Could you please find each line in the records that contains the word "const" and copy it?

(Data extracted from a collection)
^^^^^^^^^^^^^^^^

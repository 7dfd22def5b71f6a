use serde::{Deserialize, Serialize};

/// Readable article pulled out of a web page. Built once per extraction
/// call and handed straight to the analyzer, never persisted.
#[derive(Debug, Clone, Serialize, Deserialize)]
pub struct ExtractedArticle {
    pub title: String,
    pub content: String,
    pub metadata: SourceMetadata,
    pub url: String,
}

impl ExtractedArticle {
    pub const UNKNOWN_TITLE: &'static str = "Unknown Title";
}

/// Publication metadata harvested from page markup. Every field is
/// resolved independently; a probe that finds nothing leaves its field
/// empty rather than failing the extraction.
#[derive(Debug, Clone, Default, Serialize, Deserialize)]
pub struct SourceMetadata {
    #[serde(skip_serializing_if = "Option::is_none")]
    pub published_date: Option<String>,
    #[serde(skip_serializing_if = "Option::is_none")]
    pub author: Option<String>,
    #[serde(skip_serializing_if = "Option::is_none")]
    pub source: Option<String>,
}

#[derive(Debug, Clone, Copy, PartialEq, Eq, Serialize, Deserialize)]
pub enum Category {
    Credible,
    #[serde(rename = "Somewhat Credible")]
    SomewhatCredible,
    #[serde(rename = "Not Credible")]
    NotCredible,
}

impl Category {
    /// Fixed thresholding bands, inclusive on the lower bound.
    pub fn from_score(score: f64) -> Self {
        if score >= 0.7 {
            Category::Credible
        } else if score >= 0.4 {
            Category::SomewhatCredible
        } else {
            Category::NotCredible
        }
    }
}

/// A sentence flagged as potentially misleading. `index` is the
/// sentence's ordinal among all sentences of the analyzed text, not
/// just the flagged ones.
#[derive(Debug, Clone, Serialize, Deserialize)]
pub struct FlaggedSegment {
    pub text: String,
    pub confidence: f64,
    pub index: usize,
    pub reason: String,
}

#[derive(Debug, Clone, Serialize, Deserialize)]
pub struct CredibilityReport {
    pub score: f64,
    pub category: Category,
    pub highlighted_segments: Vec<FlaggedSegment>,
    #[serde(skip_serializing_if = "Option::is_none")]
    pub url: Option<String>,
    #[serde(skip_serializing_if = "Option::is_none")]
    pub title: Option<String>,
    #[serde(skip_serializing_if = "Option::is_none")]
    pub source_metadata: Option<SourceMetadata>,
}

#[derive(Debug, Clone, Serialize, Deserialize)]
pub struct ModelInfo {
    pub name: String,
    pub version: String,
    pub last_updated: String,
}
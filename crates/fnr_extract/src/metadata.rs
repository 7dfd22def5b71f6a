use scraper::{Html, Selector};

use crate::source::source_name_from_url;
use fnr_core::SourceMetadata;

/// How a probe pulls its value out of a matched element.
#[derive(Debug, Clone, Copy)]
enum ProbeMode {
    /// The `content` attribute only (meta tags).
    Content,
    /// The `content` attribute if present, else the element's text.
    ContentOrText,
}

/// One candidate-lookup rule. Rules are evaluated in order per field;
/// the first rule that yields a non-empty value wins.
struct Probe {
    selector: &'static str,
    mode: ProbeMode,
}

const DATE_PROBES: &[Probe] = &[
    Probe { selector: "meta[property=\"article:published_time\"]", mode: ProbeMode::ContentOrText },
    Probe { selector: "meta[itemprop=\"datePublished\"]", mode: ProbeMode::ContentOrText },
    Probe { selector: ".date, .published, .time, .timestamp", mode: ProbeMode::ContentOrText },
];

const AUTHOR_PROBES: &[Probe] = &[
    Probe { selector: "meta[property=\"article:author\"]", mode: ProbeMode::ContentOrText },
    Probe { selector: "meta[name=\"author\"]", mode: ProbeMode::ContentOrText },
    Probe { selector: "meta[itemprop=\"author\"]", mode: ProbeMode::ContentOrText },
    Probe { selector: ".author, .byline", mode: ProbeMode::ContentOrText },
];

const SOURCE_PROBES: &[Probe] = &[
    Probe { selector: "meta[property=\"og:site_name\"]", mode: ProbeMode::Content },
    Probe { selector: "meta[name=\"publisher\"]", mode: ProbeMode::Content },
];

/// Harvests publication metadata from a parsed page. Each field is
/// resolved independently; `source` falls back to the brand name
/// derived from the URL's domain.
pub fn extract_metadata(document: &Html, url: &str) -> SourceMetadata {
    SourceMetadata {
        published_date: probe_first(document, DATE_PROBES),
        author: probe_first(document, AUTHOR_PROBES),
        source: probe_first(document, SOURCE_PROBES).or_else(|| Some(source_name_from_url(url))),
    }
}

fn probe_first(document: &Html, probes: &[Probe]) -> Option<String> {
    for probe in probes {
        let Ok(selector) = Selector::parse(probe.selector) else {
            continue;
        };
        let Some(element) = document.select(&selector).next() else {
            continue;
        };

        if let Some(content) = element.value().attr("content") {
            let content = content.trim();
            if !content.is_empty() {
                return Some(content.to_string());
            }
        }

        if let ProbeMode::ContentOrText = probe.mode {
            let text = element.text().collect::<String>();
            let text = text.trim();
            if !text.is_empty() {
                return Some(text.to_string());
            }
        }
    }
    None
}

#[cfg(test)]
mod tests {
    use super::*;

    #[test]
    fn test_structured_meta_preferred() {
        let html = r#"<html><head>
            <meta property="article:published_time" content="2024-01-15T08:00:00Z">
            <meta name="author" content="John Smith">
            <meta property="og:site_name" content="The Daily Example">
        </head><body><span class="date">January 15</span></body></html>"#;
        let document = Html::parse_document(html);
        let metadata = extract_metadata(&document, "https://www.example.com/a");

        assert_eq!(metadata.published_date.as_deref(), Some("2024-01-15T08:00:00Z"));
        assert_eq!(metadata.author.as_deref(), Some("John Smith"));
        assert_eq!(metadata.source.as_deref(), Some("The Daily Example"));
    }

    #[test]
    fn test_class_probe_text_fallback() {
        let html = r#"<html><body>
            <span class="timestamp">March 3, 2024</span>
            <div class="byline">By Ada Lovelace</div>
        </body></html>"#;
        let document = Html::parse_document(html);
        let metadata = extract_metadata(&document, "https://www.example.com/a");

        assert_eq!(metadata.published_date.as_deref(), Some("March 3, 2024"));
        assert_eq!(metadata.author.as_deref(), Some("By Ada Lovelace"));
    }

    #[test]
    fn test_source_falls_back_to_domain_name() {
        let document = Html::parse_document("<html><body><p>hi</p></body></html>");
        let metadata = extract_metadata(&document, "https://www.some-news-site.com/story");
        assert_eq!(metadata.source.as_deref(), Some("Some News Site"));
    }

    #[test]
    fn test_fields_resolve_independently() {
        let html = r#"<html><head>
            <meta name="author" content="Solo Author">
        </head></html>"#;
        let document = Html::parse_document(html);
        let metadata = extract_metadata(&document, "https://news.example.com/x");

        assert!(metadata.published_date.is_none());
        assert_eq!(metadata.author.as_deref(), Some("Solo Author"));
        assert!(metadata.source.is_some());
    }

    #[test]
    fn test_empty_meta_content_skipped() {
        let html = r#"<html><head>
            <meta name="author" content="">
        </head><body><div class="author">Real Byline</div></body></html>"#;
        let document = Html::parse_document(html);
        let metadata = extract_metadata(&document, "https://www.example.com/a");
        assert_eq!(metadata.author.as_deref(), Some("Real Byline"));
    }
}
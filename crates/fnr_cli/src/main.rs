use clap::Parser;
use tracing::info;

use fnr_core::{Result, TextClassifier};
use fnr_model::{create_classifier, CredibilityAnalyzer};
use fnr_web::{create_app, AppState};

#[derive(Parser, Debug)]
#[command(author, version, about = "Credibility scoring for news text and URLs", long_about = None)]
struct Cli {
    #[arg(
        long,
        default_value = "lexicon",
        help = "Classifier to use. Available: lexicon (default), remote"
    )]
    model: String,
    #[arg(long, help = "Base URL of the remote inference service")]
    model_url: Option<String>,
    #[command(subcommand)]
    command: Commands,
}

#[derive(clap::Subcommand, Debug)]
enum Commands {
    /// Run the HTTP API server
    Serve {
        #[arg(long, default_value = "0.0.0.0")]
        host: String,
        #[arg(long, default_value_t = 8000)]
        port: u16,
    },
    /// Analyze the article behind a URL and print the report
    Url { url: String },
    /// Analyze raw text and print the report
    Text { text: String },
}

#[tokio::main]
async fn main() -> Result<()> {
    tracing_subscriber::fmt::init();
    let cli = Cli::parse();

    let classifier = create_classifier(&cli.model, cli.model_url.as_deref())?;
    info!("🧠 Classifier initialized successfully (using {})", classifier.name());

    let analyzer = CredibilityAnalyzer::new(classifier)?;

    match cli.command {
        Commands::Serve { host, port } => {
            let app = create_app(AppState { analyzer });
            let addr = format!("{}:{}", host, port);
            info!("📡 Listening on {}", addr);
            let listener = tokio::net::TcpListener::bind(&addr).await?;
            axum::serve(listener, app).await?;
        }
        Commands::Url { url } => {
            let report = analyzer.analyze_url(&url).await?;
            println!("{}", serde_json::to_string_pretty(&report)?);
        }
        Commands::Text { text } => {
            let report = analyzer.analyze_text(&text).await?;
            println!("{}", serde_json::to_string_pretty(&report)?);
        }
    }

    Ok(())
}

^^^^^^^^^^^^^^^^

◆ Response area
    pub const UNKNOWN_TITLE: &'static str = "Unknown Title";
const DATE_PROBES: &[Probe] = &[
const AUTHOR_PROBES: &[Probe] = &[
const SOURCE_PROBES: &[Probe] = &[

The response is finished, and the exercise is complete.